Already the winner of 15 international film awards, “The Sleepwalkers” (“Los sonámbulos”) is one step closer to an Oscar nomination. Paula Hernández’s drama about a family in crisis has been named as Argentina’s pick for the International Feature Film category at the 93rd edition of the Academy Awards. A press release confirmed the news.
Penned by Hernández, the film follows Luisa, “who is spending her New Year’s holiday with her husband and her 14-year-old daughter — Ana, a sleepwalker during a critical point of adolescence — at her mother-in-law’s country house with other family members. But what was hoped to be a leisurely summer vacation explodes as Luisa and Ana contend with pressures pushing them to their limits,” the film’s synopsis hints.
Erica Rivas and Ornella D’Elía star.
“The film is born from an intimate and deep question about family ties. Usually, the starting point of my films has biographical elements, but they are just excuses to reflect on the themes that interest me,” Hernández told us ahead of “The Sleepwalkers'” world premiere at the 2020 Toronto International Film Festival.
The writer-director explained, “When I became a mother, an infinite number of questions and uncertainties arose about that loving, unique, and incomparable bond, and also about the idea of a ‘family’– who are you [when you] become a mother? How do you connect with that little new life and with everyone else around it? What is the fair distance between parents and children in that growth? What is a family? How much is there of a choice [when it comes to family compared to what’s mandated by norms]? [What] toxic bonds [are perpetuated] without one asking questions? Motherhood confronts you with a great questioning of identity and how to connect with the rest of the world,” she emphasized. “In those dense waters, in that pathology called ‘family,’ is where this film navigates.”

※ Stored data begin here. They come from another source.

// This Source Code Form is subject to the terms of the Mozilla Public
// License, v. 2.0. If a copy of the MPL was not distributed with this
// file, You can obtain one at http://mozilla.org/MPL/2.0/.

use ledger_data::patch::PatchError;
use thiserror::Error;

pub type Result<T, E = StorageError> = std::result::Result<T, E>;

/// Error taxonomy of the storage engine.
///
/// Every public operation returns one of these; `name()` yields the
/// wire-visible tag and `http_status_code()` the transport hint.
#[derive(Debug, Error)]
pub enum StorageError {
    #[error("{entity} not found ({key})")]
    NotFound { entity: &'static str, key: String },

    #[error("duplicate {entity} ({key})")]
    Duplicate { entity: &'static str, key: String },

    #[error("invalid state: {reason}")]
    InvalidState { reason: String },

    #[error("not allowed: {reason}")]
    NotAllowed { reason: String },

    #[error("invalid data: {reason}")]
    Data { reason: String },

    #[error("invalid access: {reason}")]
    InvalidAccess { reason: String },

    #[error("invalid type: {reason}")]
    Type { reason: String },

    #[error("storage operation timed out")]
    Timeout,

    #[error("document store failure")]
    Db(#[source] sqlx::Error),

    #[error("document encoding failure")]
    Encoding(#[from] serde_json::Error),
}

impl StorageError {
    pub fn name(&self) -> &'static str {
        match self {
            Self::NotFound { .. } => "NotFound",
            Self::Duplicate { .. } => "DuplicateError",
            Self::InvalidState { .. } => "InvalidState",
            Self::NotAllowed { .. } => "NotAllowed",
            Self::Data { .. } | Self::Encoding(_) => "DataError",
            Self::InvalidAccess { .. } => "InvalidAccess",
            Self::Type { .. } => "TypeError",
            Self::Timeout => "Timeout",
            Self::Db(_) => "DatabaseError",
        }
    }

    pub fn http_status_code(&self) -> u16 {
        match self {
            Self::NotFound { .. } => 404,
            Self::Duplicate { .. } | Self::InvalidState { .. } => 409,
            Self::NotAllowed { .. } | Self::InvalidAccess { .. } => 403,
            Self::Data { .. } | Self::Encoding(_) | Self::Type { .. } => 400,
            Self::Timeout => 503,
            Self::Db(_) => 500,
        }
    }

    pub(crate) fn not_found(
        entity: &'static str,
        key: impl Into<String>,
    ) -> Self {
        Self::NotFound {
            entity,
            key: key.into(),
        }
    }

    pub(crate) fn duplicate(
        entity: &'static str,
        key: impl Into<String>,
    ) -> Self {
        Self::Duplicate {
            entity,
            key: key.into(),
        }
    }

    pub(crate) fn invalid_state(reason: impl Into<String>) -> Self {
        Self::InvalidState {
            reason: reason.into(),
        }
    }

    pub(crate) fn not_allowed(reason: impl Into<String>) -> Self {
        Self::NotAllowed {
            reason: reason.into(),
        }
    }

    pub(crate) fn data(reason: impl Into<String>) -> Self {
        Self::Data {
            reason: reason.into(),
        }
    }

    pub(crate) fn invalid_access(reason: impl Into<String>) -> Self {
        Self::InvalidAccess {
            reason: reason.into(),
        }
    }

    pub(crate) fn bad_type(reason: impl Into<String>) -> Self {
        Self::Type {
            reason: reason.into(),
        }
    }
}

impl From<sqlx::Error> for StorageError {
    fn from(e: sqlx::Error) -> Self {
        match e {
            sqlx::Error::PoolTimedOut => Self::Timeout,
            e => Self::Db(e),
        }
    }
}

impl From<PatchError> for StorageError {
    fn from(e: PatchError) -> Self {
        Self::NotAllowed {
            reason: e.to_string(),
        }
    }
}

/// True when the underlying driver rejected a write for violating a
/// unique index.
pub(crate) fn is_unique_violation(e: &sqlx::Error) -> bool {
    matches!(e, sqlx::Error::Database(db) if db.is_unique_violation())
}

#[cfg(test)]
mod tests {
    use super::*;

    #[test]
    fn wire_names_and_status_hints() {
        let e = StorageError::not_found("block", "hb1");
        assert_eq!(e.name(), "NotFound");
        assert_eq!(e.http_status_code(), 404);

        let e = StorageError::duplicate("event", "he1");
        assert_eq!(e.name(), "DuplicateError");
        assert_eq!(e.http_status_code(), 409);

        let e = StorageError::bad_type("recordId must be a string");
        assert_eq!(e.name(), "TypeError");
        assert_eq!(e.http_status_code(), 400);

        assert_eq!(StorageError::Timeout.http_status_code(), 503);
    }

    #[test]
    fn pool_timeout_maps_to_timeout() {
        let e: StorageError = sqlx::Error::PoolTimedOut.into();
        assert!(matches!(e, StorageError::Timeout));
    }

    #[test]
    fn patch_errors_map_to_not_allowed() {
        let e: StorageError =
            PatchError::OutsideMeta("block.id".to_owned()).into();
        assert_eq!(e.name(), "NotAllowed");
    }
}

Hernández’s other credits include “Inheritance,” “Rain,” and “Un Amor.” The last woman-directed title submitted in the International Feature Film category, then known as the Best Foreign Language Film Award, by Argentina was Lucrecia Martel’s “Zama” at the 90th edition of the ceremony. Maria Luisa Bemberg made history as the first — and remains the only — Argentine woman director to be nominated in the category. She was in the running at the 57th Oscars for “Camila.”
Oscar nominations will be announced March 15, and the ceremony is slated to take place April 25.